Top of Available records

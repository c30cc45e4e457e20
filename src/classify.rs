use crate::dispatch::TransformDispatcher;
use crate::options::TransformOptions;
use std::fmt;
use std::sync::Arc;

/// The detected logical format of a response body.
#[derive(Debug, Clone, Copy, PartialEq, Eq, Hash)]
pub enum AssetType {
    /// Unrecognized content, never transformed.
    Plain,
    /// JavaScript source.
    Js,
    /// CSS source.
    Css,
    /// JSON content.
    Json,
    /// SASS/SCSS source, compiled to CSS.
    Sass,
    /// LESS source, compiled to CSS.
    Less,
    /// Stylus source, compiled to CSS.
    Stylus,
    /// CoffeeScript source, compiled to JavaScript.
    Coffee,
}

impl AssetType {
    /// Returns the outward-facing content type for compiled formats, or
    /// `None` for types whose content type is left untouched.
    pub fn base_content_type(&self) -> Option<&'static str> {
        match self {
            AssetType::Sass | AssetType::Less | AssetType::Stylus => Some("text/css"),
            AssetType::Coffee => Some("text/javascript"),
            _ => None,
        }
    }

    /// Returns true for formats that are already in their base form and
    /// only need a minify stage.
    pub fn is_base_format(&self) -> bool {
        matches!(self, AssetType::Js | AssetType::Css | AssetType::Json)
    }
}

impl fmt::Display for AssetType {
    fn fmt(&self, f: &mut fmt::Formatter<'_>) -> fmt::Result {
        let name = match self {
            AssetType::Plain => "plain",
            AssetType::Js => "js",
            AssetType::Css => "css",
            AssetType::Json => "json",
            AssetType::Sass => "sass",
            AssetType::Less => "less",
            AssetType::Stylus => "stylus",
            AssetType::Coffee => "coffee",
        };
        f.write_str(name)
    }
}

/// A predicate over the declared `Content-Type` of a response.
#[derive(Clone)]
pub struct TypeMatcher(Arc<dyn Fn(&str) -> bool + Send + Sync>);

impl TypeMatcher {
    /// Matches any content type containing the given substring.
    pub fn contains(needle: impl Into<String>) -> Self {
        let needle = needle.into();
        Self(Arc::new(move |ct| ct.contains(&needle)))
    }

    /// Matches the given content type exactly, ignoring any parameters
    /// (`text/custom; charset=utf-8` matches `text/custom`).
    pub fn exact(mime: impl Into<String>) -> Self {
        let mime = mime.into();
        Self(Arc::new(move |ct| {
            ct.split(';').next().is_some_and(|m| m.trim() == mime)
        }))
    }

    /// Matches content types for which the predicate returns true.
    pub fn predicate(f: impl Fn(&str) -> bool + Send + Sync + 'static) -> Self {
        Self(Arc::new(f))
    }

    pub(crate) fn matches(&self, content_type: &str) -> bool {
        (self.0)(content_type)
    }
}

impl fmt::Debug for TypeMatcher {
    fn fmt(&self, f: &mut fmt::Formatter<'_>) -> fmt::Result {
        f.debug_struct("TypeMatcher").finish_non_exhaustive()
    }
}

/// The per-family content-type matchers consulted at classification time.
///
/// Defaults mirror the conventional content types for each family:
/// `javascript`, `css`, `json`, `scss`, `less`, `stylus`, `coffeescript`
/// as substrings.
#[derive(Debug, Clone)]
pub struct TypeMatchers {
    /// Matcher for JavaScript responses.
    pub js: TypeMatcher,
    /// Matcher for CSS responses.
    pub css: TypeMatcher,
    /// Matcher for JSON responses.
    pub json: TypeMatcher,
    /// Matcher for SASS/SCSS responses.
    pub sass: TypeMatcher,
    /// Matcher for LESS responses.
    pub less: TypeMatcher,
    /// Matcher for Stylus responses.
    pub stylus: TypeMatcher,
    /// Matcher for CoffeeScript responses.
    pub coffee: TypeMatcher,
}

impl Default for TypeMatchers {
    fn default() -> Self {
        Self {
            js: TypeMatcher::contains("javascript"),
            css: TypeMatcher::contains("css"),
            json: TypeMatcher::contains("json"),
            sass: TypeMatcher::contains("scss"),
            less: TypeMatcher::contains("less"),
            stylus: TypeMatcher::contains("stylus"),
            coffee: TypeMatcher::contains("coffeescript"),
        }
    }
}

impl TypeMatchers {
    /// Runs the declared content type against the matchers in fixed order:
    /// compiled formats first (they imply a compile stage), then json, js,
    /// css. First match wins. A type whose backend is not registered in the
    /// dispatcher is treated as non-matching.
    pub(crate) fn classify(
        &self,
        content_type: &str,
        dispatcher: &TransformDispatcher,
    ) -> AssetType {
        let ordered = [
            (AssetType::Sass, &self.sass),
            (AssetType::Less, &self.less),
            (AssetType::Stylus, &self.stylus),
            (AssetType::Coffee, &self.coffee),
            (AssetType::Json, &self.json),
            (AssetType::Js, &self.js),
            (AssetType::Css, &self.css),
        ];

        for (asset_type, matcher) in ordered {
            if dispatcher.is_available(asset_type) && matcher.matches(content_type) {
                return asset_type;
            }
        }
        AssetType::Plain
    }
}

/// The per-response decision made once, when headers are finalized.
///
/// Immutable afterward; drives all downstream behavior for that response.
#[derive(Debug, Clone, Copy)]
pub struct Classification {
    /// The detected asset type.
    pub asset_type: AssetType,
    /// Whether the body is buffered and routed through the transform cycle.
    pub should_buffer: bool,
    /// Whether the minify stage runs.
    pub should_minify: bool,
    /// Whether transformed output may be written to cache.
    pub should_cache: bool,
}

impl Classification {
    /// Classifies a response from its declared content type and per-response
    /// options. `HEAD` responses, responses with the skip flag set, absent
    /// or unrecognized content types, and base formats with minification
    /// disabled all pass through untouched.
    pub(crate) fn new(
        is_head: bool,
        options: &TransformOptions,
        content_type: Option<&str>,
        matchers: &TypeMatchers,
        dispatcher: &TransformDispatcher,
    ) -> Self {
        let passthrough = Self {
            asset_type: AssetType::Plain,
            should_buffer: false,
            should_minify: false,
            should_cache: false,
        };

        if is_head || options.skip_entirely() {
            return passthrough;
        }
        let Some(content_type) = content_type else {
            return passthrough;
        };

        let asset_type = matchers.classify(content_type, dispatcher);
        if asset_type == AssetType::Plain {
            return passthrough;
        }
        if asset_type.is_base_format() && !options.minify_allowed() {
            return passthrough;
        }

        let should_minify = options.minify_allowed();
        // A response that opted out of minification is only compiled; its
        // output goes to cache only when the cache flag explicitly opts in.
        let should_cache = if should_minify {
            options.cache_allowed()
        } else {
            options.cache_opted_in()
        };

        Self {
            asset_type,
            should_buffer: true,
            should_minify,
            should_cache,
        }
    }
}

Bottom of Available records
Top of Available records

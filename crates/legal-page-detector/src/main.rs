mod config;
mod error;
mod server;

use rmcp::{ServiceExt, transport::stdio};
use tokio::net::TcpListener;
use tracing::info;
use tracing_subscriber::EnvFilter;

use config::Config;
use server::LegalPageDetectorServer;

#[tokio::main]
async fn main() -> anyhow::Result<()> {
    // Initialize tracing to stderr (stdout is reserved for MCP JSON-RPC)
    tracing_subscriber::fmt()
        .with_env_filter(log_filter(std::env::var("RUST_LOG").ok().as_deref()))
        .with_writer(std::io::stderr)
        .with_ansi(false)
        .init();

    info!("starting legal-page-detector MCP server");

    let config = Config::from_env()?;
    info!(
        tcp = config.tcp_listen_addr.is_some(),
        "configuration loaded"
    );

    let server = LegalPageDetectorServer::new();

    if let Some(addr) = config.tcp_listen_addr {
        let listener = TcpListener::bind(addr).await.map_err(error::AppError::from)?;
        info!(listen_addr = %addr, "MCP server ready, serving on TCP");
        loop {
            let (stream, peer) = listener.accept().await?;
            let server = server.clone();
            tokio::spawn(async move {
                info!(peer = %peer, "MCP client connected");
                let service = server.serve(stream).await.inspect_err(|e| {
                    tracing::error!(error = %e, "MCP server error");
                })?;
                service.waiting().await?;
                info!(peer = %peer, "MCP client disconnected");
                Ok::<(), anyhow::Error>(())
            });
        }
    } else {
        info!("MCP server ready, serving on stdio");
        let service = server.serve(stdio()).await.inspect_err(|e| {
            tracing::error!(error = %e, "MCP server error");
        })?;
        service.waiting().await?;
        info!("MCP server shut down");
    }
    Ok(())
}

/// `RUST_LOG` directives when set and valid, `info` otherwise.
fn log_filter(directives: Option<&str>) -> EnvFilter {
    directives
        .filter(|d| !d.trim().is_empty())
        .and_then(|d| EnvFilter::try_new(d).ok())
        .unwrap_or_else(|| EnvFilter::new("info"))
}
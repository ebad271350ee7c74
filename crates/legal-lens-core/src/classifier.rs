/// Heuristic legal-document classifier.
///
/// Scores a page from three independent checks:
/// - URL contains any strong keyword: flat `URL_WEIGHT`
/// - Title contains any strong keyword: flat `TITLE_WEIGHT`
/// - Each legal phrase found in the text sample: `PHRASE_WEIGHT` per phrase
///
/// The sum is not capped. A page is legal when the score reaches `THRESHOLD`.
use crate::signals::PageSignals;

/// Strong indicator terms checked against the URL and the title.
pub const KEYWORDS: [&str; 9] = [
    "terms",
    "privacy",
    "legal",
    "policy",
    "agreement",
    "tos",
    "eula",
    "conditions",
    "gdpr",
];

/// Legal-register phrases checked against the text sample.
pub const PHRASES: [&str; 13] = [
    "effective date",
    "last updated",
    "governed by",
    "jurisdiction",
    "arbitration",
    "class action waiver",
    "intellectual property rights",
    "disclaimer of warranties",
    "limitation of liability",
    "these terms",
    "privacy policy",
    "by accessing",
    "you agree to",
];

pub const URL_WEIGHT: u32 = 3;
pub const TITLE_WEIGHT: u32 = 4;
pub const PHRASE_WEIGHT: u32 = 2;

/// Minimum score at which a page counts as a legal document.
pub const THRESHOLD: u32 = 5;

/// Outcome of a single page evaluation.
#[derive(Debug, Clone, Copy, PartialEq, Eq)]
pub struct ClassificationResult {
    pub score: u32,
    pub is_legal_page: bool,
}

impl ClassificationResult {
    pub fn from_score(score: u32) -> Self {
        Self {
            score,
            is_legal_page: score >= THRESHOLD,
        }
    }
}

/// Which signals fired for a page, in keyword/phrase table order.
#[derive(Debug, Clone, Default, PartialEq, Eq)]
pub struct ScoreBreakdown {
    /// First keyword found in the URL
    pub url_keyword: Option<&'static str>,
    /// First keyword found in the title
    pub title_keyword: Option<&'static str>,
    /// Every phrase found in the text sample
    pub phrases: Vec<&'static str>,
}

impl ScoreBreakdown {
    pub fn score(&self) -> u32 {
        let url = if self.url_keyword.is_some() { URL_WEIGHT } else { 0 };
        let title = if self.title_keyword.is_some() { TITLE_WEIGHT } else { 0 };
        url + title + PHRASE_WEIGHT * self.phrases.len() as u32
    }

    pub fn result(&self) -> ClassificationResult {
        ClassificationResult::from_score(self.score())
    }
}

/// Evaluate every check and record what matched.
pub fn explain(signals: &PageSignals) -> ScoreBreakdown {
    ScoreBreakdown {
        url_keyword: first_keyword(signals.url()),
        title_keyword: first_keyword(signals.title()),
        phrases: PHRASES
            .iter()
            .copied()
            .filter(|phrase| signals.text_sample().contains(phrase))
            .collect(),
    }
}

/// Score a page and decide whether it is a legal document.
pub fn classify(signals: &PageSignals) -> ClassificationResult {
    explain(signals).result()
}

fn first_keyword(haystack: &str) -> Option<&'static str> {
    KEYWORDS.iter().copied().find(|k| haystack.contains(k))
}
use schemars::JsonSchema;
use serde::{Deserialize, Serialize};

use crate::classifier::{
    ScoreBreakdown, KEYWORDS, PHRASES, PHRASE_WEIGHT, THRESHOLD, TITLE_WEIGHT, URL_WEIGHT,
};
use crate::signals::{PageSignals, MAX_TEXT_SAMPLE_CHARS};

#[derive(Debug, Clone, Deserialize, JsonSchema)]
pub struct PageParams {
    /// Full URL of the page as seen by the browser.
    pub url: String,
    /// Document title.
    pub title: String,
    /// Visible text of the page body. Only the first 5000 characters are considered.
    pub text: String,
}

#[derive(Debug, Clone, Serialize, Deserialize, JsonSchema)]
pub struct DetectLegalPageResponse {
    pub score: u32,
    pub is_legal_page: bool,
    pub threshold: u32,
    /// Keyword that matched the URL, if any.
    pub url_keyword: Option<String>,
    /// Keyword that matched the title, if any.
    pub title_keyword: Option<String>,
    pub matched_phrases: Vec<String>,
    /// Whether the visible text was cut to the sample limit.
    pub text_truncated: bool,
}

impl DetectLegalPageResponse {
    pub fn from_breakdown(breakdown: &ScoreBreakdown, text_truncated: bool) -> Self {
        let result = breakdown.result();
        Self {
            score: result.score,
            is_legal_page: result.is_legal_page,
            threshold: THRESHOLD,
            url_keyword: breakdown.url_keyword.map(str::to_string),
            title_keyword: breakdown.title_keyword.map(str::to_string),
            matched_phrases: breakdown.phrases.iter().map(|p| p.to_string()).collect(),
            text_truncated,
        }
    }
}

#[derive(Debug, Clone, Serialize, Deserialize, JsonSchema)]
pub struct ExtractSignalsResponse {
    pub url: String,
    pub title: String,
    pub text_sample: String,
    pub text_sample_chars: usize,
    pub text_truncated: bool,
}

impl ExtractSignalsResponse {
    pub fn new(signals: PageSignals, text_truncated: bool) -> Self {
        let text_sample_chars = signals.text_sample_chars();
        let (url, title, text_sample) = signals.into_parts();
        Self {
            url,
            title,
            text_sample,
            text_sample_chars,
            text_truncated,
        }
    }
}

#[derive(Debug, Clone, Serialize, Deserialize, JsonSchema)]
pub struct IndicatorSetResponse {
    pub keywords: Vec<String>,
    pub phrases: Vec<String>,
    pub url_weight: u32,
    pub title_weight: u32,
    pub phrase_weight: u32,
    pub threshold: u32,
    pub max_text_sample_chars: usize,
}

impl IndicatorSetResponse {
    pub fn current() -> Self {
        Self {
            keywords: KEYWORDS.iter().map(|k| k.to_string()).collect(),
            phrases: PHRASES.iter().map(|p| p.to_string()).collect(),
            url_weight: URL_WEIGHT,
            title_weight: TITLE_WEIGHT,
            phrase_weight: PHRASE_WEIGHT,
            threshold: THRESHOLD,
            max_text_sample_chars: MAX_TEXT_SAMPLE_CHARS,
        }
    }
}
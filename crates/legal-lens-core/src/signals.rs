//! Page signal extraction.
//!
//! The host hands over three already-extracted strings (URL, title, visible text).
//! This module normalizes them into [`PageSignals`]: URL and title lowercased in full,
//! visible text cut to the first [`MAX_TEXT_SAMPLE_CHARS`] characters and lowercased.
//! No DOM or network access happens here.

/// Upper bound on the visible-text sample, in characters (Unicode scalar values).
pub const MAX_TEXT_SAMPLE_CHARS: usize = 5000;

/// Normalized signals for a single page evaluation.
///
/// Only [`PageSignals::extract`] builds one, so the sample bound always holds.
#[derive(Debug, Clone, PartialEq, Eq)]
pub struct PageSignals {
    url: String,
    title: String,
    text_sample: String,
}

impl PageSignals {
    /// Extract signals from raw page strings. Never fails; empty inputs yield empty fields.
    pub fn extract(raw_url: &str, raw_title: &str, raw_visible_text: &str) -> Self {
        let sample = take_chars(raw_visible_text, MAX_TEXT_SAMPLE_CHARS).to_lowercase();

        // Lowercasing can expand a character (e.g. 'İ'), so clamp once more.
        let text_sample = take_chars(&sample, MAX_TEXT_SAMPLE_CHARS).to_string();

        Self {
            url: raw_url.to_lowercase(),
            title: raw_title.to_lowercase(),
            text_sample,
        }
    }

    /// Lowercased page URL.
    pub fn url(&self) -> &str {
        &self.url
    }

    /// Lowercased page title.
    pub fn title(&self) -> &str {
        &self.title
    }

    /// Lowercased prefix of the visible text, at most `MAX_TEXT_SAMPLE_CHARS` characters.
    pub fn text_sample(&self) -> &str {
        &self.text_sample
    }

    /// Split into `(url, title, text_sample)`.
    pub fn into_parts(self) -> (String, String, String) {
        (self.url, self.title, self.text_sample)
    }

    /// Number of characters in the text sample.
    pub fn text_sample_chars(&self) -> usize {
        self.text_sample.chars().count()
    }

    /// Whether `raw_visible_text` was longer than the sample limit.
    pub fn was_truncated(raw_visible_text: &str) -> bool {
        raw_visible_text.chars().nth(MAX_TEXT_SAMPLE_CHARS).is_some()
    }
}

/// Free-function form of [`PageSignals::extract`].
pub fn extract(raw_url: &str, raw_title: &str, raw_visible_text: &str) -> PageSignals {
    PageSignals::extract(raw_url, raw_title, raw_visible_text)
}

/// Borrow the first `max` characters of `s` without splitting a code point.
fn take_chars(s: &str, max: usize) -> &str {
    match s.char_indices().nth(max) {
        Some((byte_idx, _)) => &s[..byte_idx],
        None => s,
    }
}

Bottom of Available records
Top of Available records

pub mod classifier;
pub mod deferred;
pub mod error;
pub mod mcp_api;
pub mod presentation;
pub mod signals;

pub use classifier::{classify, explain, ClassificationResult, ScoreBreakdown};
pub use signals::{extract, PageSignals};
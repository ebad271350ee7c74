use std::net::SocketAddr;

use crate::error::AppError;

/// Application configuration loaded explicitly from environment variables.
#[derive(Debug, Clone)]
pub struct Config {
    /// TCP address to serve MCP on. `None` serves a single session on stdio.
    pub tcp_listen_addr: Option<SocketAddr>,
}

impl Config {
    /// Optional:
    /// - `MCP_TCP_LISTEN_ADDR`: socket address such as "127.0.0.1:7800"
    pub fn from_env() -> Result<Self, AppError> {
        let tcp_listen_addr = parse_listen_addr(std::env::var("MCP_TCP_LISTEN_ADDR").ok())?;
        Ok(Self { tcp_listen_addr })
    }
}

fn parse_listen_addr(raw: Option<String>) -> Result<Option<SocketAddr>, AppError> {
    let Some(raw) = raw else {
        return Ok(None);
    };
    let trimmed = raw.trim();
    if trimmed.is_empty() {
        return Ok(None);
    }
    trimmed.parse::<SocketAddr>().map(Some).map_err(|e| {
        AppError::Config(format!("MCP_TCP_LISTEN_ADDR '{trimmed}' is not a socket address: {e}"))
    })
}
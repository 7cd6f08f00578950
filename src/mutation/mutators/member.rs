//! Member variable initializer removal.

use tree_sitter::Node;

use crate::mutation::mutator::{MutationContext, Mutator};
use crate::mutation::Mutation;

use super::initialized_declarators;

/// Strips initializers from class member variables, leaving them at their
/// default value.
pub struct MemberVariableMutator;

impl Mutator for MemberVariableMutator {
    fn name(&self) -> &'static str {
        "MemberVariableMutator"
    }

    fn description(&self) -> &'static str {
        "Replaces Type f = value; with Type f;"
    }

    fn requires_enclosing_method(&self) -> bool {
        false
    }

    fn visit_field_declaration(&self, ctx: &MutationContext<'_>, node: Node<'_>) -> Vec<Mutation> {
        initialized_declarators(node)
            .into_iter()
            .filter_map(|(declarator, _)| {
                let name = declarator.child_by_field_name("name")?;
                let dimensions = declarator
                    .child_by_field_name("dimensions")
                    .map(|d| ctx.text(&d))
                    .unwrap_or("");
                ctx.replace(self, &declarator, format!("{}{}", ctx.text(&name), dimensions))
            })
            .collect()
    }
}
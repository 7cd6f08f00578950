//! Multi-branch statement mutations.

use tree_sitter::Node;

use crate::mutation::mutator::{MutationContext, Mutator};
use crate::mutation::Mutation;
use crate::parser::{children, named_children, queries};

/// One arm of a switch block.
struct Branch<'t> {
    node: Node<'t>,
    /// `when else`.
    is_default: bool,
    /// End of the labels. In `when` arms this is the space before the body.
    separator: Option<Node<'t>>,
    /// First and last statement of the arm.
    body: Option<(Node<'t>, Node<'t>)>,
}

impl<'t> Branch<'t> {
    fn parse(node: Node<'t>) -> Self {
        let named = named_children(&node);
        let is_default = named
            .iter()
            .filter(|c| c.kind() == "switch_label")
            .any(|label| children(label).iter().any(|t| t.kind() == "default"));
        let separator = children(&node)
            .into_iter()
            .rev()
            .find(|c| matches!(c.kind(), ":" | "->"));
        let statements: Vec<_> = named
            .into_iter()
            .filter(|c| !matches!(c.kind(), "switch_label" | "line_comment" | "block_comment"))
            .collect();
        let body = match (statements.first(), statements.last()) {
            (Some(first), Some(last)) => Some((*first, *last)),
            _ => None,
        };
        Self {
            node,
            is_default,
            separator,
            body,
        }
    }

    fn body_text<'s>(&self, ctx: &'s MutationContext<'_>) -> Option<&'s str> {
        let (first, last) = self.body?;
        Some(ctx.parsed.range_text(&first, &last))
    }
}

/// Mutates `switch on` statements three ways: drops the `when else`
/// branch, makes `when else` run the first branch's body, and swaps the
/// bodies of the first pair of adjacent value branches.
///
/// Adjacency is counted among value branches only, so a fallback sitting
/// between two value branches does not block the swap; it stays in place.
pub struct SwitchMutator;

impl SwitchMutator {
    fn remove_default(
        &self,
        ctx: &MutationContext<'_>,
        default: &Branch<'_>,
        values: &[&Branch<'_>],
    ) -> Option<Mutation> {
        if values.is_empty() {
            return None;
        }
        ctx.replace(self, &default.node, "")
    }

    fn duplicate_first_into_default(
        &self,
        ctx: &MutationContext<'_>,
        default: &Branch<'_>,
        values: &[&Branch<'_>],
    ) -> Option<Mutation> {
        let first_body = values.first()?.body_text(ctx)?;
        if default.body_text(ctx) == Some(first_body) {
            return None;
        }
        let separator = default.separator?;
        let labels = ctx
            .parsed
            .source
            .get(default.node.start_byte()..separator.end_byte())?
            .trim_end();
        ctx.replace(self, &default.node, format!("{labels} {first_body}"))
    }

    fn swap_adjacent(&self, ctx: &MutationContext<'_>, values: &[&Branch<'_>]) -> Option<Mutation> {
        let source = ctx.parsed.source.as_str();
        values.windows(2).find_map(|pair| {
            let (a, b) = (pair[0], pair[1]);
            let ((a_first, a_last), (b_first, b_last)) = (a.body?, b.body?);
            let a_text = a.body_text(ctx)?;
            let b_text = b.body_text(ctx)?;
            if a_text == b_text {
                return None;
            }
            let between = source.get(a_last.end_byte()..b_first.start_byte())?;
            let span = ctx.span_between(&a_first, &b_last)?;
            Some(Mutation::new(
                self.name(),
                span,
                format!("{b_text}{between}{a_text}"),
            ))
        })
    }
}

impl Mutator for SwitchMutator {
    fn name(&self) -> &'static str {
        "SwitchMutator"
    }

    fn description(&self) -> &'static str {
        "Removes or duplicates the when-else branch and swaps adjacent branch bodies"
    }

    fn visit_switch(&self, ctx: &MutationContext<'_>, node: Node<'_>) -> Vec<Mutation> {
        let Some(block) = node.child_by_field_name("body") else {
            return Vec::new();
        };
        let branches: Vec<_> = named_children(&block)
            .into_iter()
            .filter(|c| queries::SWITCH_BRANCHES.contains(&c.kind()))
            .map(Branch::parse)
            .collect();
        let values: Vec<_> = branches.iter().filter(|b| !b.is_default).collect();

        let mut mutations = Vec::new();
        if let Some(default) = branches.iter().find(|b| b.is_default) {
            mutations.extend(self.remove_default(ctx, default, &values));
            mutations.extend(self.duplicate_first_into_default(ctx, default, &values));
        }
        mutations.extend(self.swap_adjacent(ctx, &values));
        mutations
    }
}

Bottom of Available records

Task prompt >> Would you copy out each line of the records above where the word "IndicatorSetResponse" occurs?

Completed exercise >>
pub struct IndicatorSetResponse {
impl IndicatorSetResponse {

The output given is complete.